───── THE INPUT

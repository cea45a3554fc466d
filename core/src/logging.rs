//! Log installation and run reporting.
//!
//! LoggingContext::install() is the one place that touches the global
//! logger. It wires env_logger into a tee of a size-bounded rotating file
//! and stdout. Everything else logs through the `log` macros, and the
//! simulation loop reports through a RunReporter handed to it, which can
//! also keep the lines it reports for inspection.

use crate::{
    error::{SimError, SimResult},
    simulation::{Emission, IterationFailure, RecordOutcome, RunMetrics},
    types::RecordIndex,
};
use std::fs::{self, File, OpenOptions};
use std::io::{self, Write};
use std::path::{Path, PathBuf};
use std::sync::{Arc, Mutex};

pub const DEFAULT_LOG_FILE: &str = "simulator.log";
pub const DEFAULT_MAX_BYTES: u64 = 1024 * 1024;
pub const DEFAULT_BACKUPS: usize = 5;
pub const DEFAULT_RUN_NAME: &str = "TrafficSimulator";

#[derive(Debug, Clone)]
pub struct LogSettings {
    pub run_name: String,
    pub file: PathBuf,
    pub max_bytes: u64,
    pub backups: usize,
    pub console: bool,
    pub level: log::LevelFilter,
}

impl Default for LogSettings {
    fn default() -> Self {
        Self {
            run_name: DEFAULT_RUN_NAME.into(),
            file: PathBuf::from(DEFAULT_LOG_FILE),
            max_bytes: DEFAULT_MAX_BYTES,
            backups: DEFAULT_BACKUPS,
            console: true,
            level: log::LevelFilter::Info,
        }
    }
}

/// Append-only file writer that rolls over at `max_bytes`, keeping
/// `path.1` .. `path.N` as backups (`.1` newest). `max_bytes == 0`
/// disables rollover.
pub struct RotatingFileWriter {
    path: PathBuf,
    max_bytes: u64,
    backups: usize,
    file: File,
    written: u64,
}

impl RotatingFileWriter {
    pub fn open(path: impl Into<PathBuf>, max_bytes: u64, backups: usize) -> io::Result<Self> {
        let path = path.into();
        if let Some(parent) = path.parent().filter(|p| !p.as_os_str().is_empty()) {
            fs::create_dir_all(parent)?;
        }
        let file = OpenOptions::new().create(true).append(true).open(&path)?;
        let written = file.metadata()?.len();
        Ok(Self {
            path,
            max_bytes,
            backups,
            file,
            written,
        })
    }

    pub fn path(&self) -> &Path {
        &self.path
    }

    fn backup_path(&self, n: usize) -> PathBuf {
        let mut name = self.path.clone().into_os_string();
        name.push(format!(".{n}"));
        PathBuf::from(name)
    }

    fn rotate(&mut self) -> io::Result<()> {
        self.file.flush()?;
        if self.backups > 0 {
            let oldest = self.backup_path(self.backups);
            if oldest.exists() {
                fs::remove_file(&oldest)?;
            }
            for n in (1..self.backups).rev() {
                let from = self.backup_path(n);
                if from.exists() {
                    fs::rename(&from, self.backup_path(n + 1))?;
                }
            }
            fs::rename(&self.path, self.backup_path(1))?;
            self.file = OpenOptions::new().create(true).append(true).open(&self.path)?;
        } else {
            self.file = OpenOptions::new()
                .create(true)
                .write(true)
                .truncate(true)
                .open(&self.path)?;
        }
        self.written = 0;
        Ok(())
    }
}

impl Write for RotatingFileWriter {
    fn write(&mut self, buf: &[u8]) -> io::Result<usize> {
        if self.max_bytes > 0 && self.written > 0 && self.written + buf.len() as u64 > self.max_bytes {
            self.rotate()?;
        }
        let n = self.file.write(buf)?;
        self.written += n as u64;
        Ok(n)
    }

    fn flush(&mut self) -> io::Result<()> {
        self.file.flush()
    }
}

/// Mirrors every write to the rotating file and, optionally, stdout.
struct TeeWriter {
    file: RotatingFileWriter,
    console: Option<io::Stdout>,
}

impl Write for TeeWriter {
    fn write(&mut self, buf: &[u8]) -> io::Result<usize> {
        self.file.write_all(buf)?;
        if let Some(out) = self.console.as_mut() {
            out.write_all(buf)?;
        }
        Ok(buf.len())
    }

    fn flush(&mut self) -> io::Result<()> {
        self.file.flush()?;
        if let Some(out) = self.console.as_mut() {
            out.flush()?;
        }
        Ok(())
    }
}

/// Handle proving the global logger has been installed.
#[derive(Debug)]
pub struct LoggingContext {
    run_name: String,
    file: PathBuf,
}

impl LoggingContext {
    /// Install the process-wide logger. May only succeed once.
    /// `RUST_LOG` overrides `settings.level`.
    pub fn install(settings: LogSettings) -> SimResult<Self> {
        let writer = TeeWriter {
            file: RotatingFileWriter::open(&settings.file, settings.max_bytes, settings.backups)?,
            console: settings.console.then(io::stdout),
        };
        let run_name = settings.run_name.clone();
        env_logger::Builder::new()
            .filter_level(settings.level)
            .parse_default_env()
            .write_style(env_logger::WriteStyle::Never)
            .format(move |buf, record| {
                writeln!(
                    buf,
                    "{} - {} - {} - {}",
                    chrono::Local::now().format("%Y-%m-%d %H:%M:%S,%3f"),
                    run_name,
                    record.level(),
                    record.args()
                )
            })
            .target(env_logger::Target::Pipe(Box::new(writer)))
            .try_init()
            .map_err(|_| SimError::LoggingInitialized)?;

        Ok(Self {
            run_name: settings.run_name,
            file: settings.file,
        })
    }

    pub fn file(&self) -> &Path {
        &self.file
    }

    pub fn reporter(&self) -> RunReporter {
        RunReporter::new(self.run_name.clone())
    }
}

/// Emits the per-record, progress and completion lines of one run.
/// A capturing reporter also keeps every line it logs, shared across
/// clones, so callers can read back what a run reported.
#[derive(Debug, Clone)]
pub struct RunReporter {
    run_name: String,
    capture: Option<Arc<Mutex<Vec<String>>>>,
}

impl RunReporter {
    pub fn new(run_name: impl Into<String>) -> Self {
        Self {
            run_name: run_name.into(),
            capture: None,
        }
    }

    pub fn capturing(run_name: impl Into<String>) -> Self {
        Self {
            capture: Some(Arc::default()),
            ..Self::new(run_name)
        }
    }

    pub fn run_name(&self) -> &str {
        &self.run_name
    }

    /// Lines reported so far. Empty unless built with `capturing`.
    pub fn captured(&self) -> Vec<String> {
        self.capture
            .as_ref()
            .and_then(|lines| lines.lock().ok().map(|l| l.clone()))
            .unwrap_or_default()
    }

    fn emit(&self, level: log::Level, line: String) {
        log::log!(level, "{line}");
        if let Some(lines) = &self.capture {
            if let Ok(mut lines) = lines.lock() {
                lines.push(line);
            }
        }
    }

    pub fn started(&self, flag_key: &str, num_records: u64, seed: u64) {
        self.emit(
            log::Level::Info,
            format!(
                "Starting {}: flag={flag_key} records={num_records} seed={seed}",
                self.run_name
            ),
        );
    }

    pub fn record(&self, index: RecordIndex, outcome: &RecordOutcome) {
        let status = match outcome.emission {
            Emission::Tracked => "tracked",
            Emission::NotSelected => "not selected",
            Emission::TrackingDisabled => "tracking disabled",
        };
        self.emit(
            log::Level::Info,
            format!(
                "Record {index}: user {} - {} - flag={} ({}) probability={:.2} - {status}",
                outcome.user.key(),
                outcome.user.describe(),
                outcome.decision.value,
                outcome.decision.reason,
                outcome.probability,
            ),
        );
    }

    pub fn failure(&self, failure: &IterationFailure) {
        self.emit(
            log::Level::Error,
            format!("Error processing record {}: {}", failure.index, failure.message),
        );
    }

    pub fn progress(&self, processed: u64) {
        self.emit(log::Level::Info, format!("Processed {processed} records"));
    }

    pub fn completed(&self, metrics: &RunMetrics) {
        self.emit(
            log::Level::Info,
            format!(
                "Simulation completed successfully: processed={} tracked={} not_selected={} disabled={} failed={}",
                metrics.processed,
                metrics.tracked,
                metrics.not_selected,
                metrics.tracking_disabled,
                metrics.failed(),
            ),
        );
    }
}

#[cfg(test)]
mod tests {
    use super::*;

    fn scratch_dir(name: &str) -> PathBuf {
        let dir = std::env::temp_dir().join(format!("flagsim-{name}-{}", std::process::id()));
        let _ = fs::remove_dir_all(&dir);
        fs::create_dir_all(&dir).unwrap();
        dir
    }

    #[test]
    fn rotating_writer_rolls_over_and_caps_backups() {
        let dir = scratch_dir("rotate");
        let path = dir.join("sim.log");
        let mut writer = RotatingFileWriter::open(&path, 16, 2).unwrap();

        for i in 0..5 {
            writer.write_all(format!("line-{i:010}\n").as_bytes()).unwrap();
        }
        writer.flush().unwrap();

        assert!(path.exists());
        assert!(dir.join("sim.log.1").exists());
        assert!(dir.join("sim.log.2").exists());
        assert!(!dir.join("sim.log.3").exists(), "backup count must be bounded");

        let newest = fs::read_to_string(&path).unwrap();
        assert_eq!(newest, "line-0000000004\n");
        let previous = fs::read_to_string(dir.join("sim.log.1")).unwrap();
        assert_eq!(previous, "line-0000000003\n");

        fs::remove_dir_all(&dir).unwrap();
    }

    #[test]
    fn capturing_reporter_shares_lines_across_clones() {
        let reporter = RunReporter::capturing("Run");
        let handle = reporter.clone();
        reporter.progress(100);
        reporter.failure(&IterationFailure {
            index: 7,
            message: "boom".into(),
        });
        assert_eq!(
            handle.captured(),
            vec!["Processed 100 records", "Error processing record 7: boom"]
        );
        assert!(RunReporter::new("Run").captured().is_empty());
    }

    #[test]
    fn zero_max_bytes_never_rotates() {
        let dir = scratch_dir("norotate");
        let path = dir.join("sim.log");
        let mut writer = RotatingFileWriter::open(&path, 0, 3).unwrap();
        for _ in 0..100 {
            writer.write_all(b"0123456789\n").unwrap();
        }
        writer.flush().unwrap();
        assert!(!dir.join("sim.log.1").exists());
        assert_eq!(fs::metadata(&path).unwrap().len(), 1100);
        fs::remove_dir_all(&dir).unwrap();
    }
}
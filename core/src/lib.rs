//! flagsim-core: synthetic experiment traffic against a feature flag.
//!
//! A run generates users from an attribute schema, evaluates a flag for
//! each, blends the flag's arm with an optional targeting boost into a
//! tracking probability, and fires tracking events on a Bernoulli draw.

pub mod attributes;
pub mod config;
pub mod error;
pub mod events;
pub mod flag;
pub mod logging;
pub mod oracle;
pub mod policy;
pub mod rng;
pub mod simulation;
pub mod types;
pub mod user;
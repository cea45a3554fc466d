//! Attribute schema and synthetic user generation.
//!
//! The schema is a named, ordered list of value pools. Each call to
//! UserGenerator::generate() draws one fresh UUID key and samples every
//! attribute independently and uniformly from its pool.
//!
//! RULE: A schema is validated once at startup. A bad pool is a
//! configuration error, never a per-record runtime error.

use crate::{
    error::{SimError, SimResult},
    rng::StreamRng,
    user::{AttributeValue, UserRecord},
};
use serde::{Deserialize, Serialize};
use std::path::Path;

#[derive(Debug, Clone, PartialEq, Serialize, Deserialize)]
#[serde(rename_all = "snake_case")]
pub enum AttributePool {
    /// Uniform choice over categorical values.
    Choice(Vec<String>),
    /// Uniform choice over fixed numeric values (e.g. a price list).
    NumericChoice(Vec<f64>),
    /// Uniform integer in [min, max].
    IntRange { min: i64, max: i64 },
    /// Uniform float in [min, max), rounded to cents.
    FloatRange { min: f64, max: f64 },
}

impl AttributePool {
    fn sample(&self, rng: &mut StreamRng) -> AttributeValue {
        match self {
            Self::Choice(values) => {
                let idx = rng.next_u64_below(values.len() as u64) as usize;
                AttributeValue::Text(values[idx].clone())
            }
            Self::NumericChoice(values) => {
                let idx = rng.next_u64_below(values.len() as u64) as usize;
                AttributeValue::Number(values[idx])
            }
            Self::IntRange { min, max } => AttributeValue::Integer(rng.range_i64(*min, *max)),
            Self::FloatRange { min, max } => {
                let raw = rng.range_f64(*min, *max);
                AttributeValue::Number((raw * 100.0).round() / 100.0)
            }
        }
    }

    fn is_numeric(&self) -> bool {
        !matches!(self, Self::Choice(_))
    }

    fn check(&self, name: &str) -> SimResult<()> {
        let invalid = |reason: String| SimError::InvalidSchema { reason };
        match self {
            Self::Choice(values) if values.is_empty() => {
                Err(invalid(format!("attribute '{name}' has an empty choice pool")))
            }
            Self::NumericChoice(values) if values.is_empty() => {
                Err(invalid(format!("attribute '{name}' has an empty numeric pool")))
            }
            Self::NumericChoice(values) if values.iter().any(|v| !v.is_finite()) => {
                Err(invalid(format!("attribute '{name}' has a non-finite value")))
            }
            Self::IntRange { min, max } if min > max => {
                Err(invalid(format!("attribute '{name}' range {min}..={max} is inverted")))
            }
            Self::FloatRange { min, max } if !(min.is_finite() && max.is_finite() && min < max) => {
                Err(invalid(format!("attribute '{name}' range {min}..{max} is invalid")))
            }
            _ => Ok(()),
        }
    }
}

fn choice(values: &[&str]) -> AttributePool {
    AttributePool::Choice(values.iter().map(|v| v.to_string()).collect())
}

#[derive(Debug, Clone, PartialEq, Serialize, Deserialize)]
pub struct AttributeSpec {
    pub name: String,
    pub pool: AttributePool,
}

impl AttributeSpec {
    pub fn new(name: impl Into<String>, pool: AttributePool) -> Self {
        Self { name: name.into(), pool }
    }
}

#[derive(Debug, Clone, PartialEq, Serialize, Deserialize)]
pub struct AttributeSchema {
    pub attributes: Vec<AttributeSpec>,
    /// Numeric attribute whose value rides along on the metric event.
    #[serde(default)]
    pub metric_attribute: Option<String>,
}

impl AttributeSchema {
    /// Retail profile: brand, price, product and loyalty tier.
    pub fn commerce() -> Self {
        Self {
            attributes: vec![
                AttributeSpec::new(
                    "brand",
                    choice(&["Admiral", "Diamond", "Elephant", "Toothbrush", "Biscuit"]),
                ),
                AttributeSpec::new(
                    "price",
                    AttributePool::NumericChoice(vec![
                        93.84, 143.73, 101.35, 86.02, 46.91, 125.62, 77.85, 99.68, 73.99, 148.79,
                    ]),
                ),
                AttributeSpec::new("product", choice(&["Car", "Home", "Motorcycle", "Renters"])),
                AttributeSpec::new("tier", choice(&["Bronze", "Silver", "Gold", "Platinum"])),
            ],
            metric_attribute: Some("price".into()),
        }
    }

    /// Demographic profile: age, country, plan and device.
    pub fn demographic() -> Self {
        Self {
            attributes: vec![
                AttributeSpec::new("age", AttributePool::IntRange { min: 18, max: 80 }),
                AttributeSpec::new("country", choice(&["US", "GB", "DE", "FR", "JP", "BR", "IN"])),
                AttributeSpec::new("plan", choice(&["Free", "Starter", "Pro", "Enterprise"])),
                AttributeSpec::new("device", choice(&["iOS", "Android", "Desktop", "Web"])),
            ],
            metric_attribute: None,
        }
    }

    /// Look up a built-in profile by name.
    pub fn profile(name: &str) -> SimResult<Self> {
        match name.to_ascii_lowercase().as_str() {
            "commerce" => Ok(Self::commerce()),
            "demographic" => Ok(Self::demographic()),
            other => Err(SimError::InvalidSchema {
                reason: format!("unknown profile '{other}' (expected commerce or demographic)"),
            }),
        }
    }

    /// Load a schema from a JSON file and validate it.
    pub fn load(path: impl AsRef<Path>) -> SimResult<Self> {
        let path = path.as_ref();
        let content = std::fs::read_to_string(path)
            .map_err(|e| anyhow::anyhow!("Cannot read {}: {e}", path.display()))?;
        let schema: Self = serde_json::from_str(&content)?;
        schema.validate()?;
        Ok(schema)
    }

    pub fn find(&self, name: &str) -> Option<&AttributeSpec> {
        self.attributes.iter().find(|a| a.name.eq_ignore_ascii_case(name))
    }

    pub fn validate(&self) -> SimResult<()> {
        if self.attributes.is_empty() {
            return Err(SimError::InvalidSchema {
                reason: "schema defines no attributes".into(),
            });
        }
        for (i, spec) in self.attributes.iter().enumerate() {
            if spec.name.trim().is_empty() {
                return Err(SimError::InvalidSchema {
                    reason: format!("attribute #{i} has an empty name"),
                });
            }
            let duplicate = self.attributes[..i]
                .iter()
                .any(|prev| prev.name.eq_ignore_ascii_case(&spec.name));
            if duplicate {
                return Err(SimError::InvalidSchema {
                    reason: format!("attribute '{}' is defined twice", spec.name),
                });
            }
            spec.pool.check(&spec.name)?;
        }
        if let Some(metric) = &self.metric_attribute {
            match self.find(metric) {
                Some(spec) if spec.pool.is_numeric() => {}
                Some(_) => {
                    return Err(SimError::InvalidSchema {
                        reason: format!("metric attribute '{metric}' is not numeric"),
                    })
                }
                None => {
                    return Err(SimError::InvalidSchema {
                        reason: format!("metric attribute '{metric}' is not in the schema"),
                    })
                }
            }
        }
        Ok(())
    }
}

/// Produces one synthetic UserRecord per call.
pub struct UserGenerator {
    schema: AttributeSchema,
    rng: StreamRng,
}

impl UserGenerator {
    /// Validates the schema up front so generate() cannot fail.
    pub fn new(schema: AttributeSchema, rng: StreamRng) -> SimResult<Self> {
        schema.validate()?;
        Ok(Self { schema, rng })
    }

    pub fn schema(&self) -> &AttributeSchema {
        &self.schema
    }

    pub fn generate(&mut self) -> UserRecord {
        let mut bytes = [0u8; 16];
        self.rng.fill_bytes(&mut bytes);
        let key = uuid::Builder::from_random_bytes(bytes).into_uuid();

        let rng = &mut self.rng;
        self.schema
            .attributes
            .iter()
            .fold(UserRecord::new(key.to_string()), |user, spec| {
                user.with(spec.name.clone(), spec.pool.sample(rng))
            })
    }
}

──────────

> _EXERCISE PROMPT_
Tally the lines of the listing in which the string "RecordIndex" appears, and state the tally alone.

> _EXERCISE RESPONSE_
2